Nato a Reggio Emilia, 58 anni, una vita passata nel mondo della consulenza aziendale, Balestrazzi fino a due anni fa di autismo non sapeva nulla. Dice: «Ho imparato che esiste un modo diverso di pensare». Con lui lavorano due psicologhe: visitano le aziende dove lavorano i consulenti Auticon almeno una volta a settimana. Fanno un lavoro di comunicazione, mediazione. « Si tratta soprattutto di smussare difficoltà e incomprensioni che possono sorprendere chi non ha mai avuto a che fare con persone autistiche – spiega Balestrazzi -. Per loro la pausa caffè può essere un fastidio, le chiacchiere a pranzo una fatica, le pacche sulle spalle possono creare emozioni. Un ufficio troppo rumoroso, una luce o un odore troppo forte possono causare un dolore quasi fisico. Noi spieghiamo ai colleghi che se un autistico ti dice di no non vuole offenderti, e se c’è un ritardo dei mezzi di trasporto è meglio che quel giorno non venga a lavorare affatto.

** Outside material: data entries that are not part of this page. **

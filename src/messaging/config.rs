use std::path::Path;
use std::time::Duration;

use serde::Deserialize;

use crate::transport::errors::TransportError;

#[derive(Clone, Debug, PartialEq, Eq, Deserialize)]
#[serde(rename_all = "camelCase")]
pub struct MessagingConfig {
    pub host: String,
    #[serde(default = "default_port")]
    pub port: u16,
    pub login: String,
    #[serde(default)]
    pub passcode: Option<String>,
    #[serde(default)]
    pub virtual_host: Option<String>,
    #[serde(default)]
    pub tls: bool,
    #[serde(default = "default_api_base_url")]
    pub api_base_url: String,
    #[serde(default = "default_reconnect_delay_ms")]
    pub reconnect_delay_ms: u64,
    #[serde(default = "default_typing_idle_ms")]
    pub typing_idle_ms: u64,
    #[serde(default = "default_toast_ms")]
    pub toast_ms: u64,
    #[serde(default = "default_typing_notice_ms")]
    pub typing_notice_ms: u64,
}

pub const DEFAULT_PORT: u16 = 61613;
pub const DEFAULT_RECONNECT_DELAY_MS: u64 = 5_000;
pub const DEFAULT_TYPING_IDLE_MS: u64 = 1_000;
pub const DEFAULT_TOAST_MS: u64 = 5_000;
pub const DEFAULT_TYPING_NOTICE_MS: u64 = 3_000;

fn default_port() -> u16 {
    DEFAULT_PORT
}

fn default_api_base_url() -> String {
    String::from("http://localhost:8080")
}

fn default_reconnect_delay_ms() -> u64 {
    DEFAULT_RECONNECT_DELAY_MS
}

fn default_typing_idle_ms() -> u64 {
    DEFAULT_TYPING_IDLE_MS
}

fn default_toast_ms() -> u64 {
    DEFAULT_TOAST_MS
}

fn default_typing_notice_ms() -> u64 {
    DEFAULT_TYPING_NOTICE_MS
}

impl MessagingConfig {
    pub fn new(host: String, port: u16, login: String) -> Self {
        Self {
            host,
            port,
            login,
            passcode: None,
            virtual_host: None,
            tls: false,
            api_base_url: default_api_base_url(),
            reconnect_delay_ms: DEFAULT_RECONNECT_DELAY_MS,
            typing_idle_ms: DEFAULT_TYPING_IDLE_MS,
            toast_ms: DEFAULT_TOAST_MS,
            typing_notice_ms: DEFAULT_TYPING_NOTICE_MS,
        }
    }

    pub fn from_json(raw: &str) -> Result<Self, TransportError> {
        serde_json::from_str(raw).map_err(|err| TransportError::InvalidConfig(err.to_string()))
    }

    pub fn load(path: &Path) -> Result<Self, TransportError> {
        let raw = std::fs::read_to_string(path)?;
        Self::from_json(&raw)
    }

    /// STOMP `host` header; falls back to the network host.
    pub fn virtual_host(&self) -> &str {
        self.virtual_host.as_deref().unwrap_or(&self.host)
    }

    pub fn reconnect_delay(&self) -> Duration {
        Duration::from_millis(self.reconnect_delay_ms)
    }

    pub fn typing_idle(&self) -> Duration {
        Duration::from_millis(self.typing_idle_ms)
    }

    pub fn toast_lifetime(&self) -> Duration {
        Duration::from_millis(self.toast_ms)
    }

    pub fn typing_notice_lifetime(&self) -> Duration {
        Duration::from_millis(self.typing_notice_ms)
    }
}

Non sarebbe produttivo».
È un esercizio che fa bene a tutti, alla fine. « Noi diciamo che l’autistico è come il canarino nella miniera, che quando moriva dava agli altri il segnale di pericolo: sente dei disagi che magari sentono anche gli altri, ma li sopportano per convenzione. Le metafore non le capiscono: lavorare con loro insegna a parlare chiaro, a essere precisi, diretti, coerenti ». Il momento più bello? «Il primo assunto a Milano: ha 37 anni, sta comprando casa, si è iscritto a ingegneria, fino a quel momento stava sul divano di casa». (Caterina Giusberti)
Ad Auticon tutta la nostra simpatia!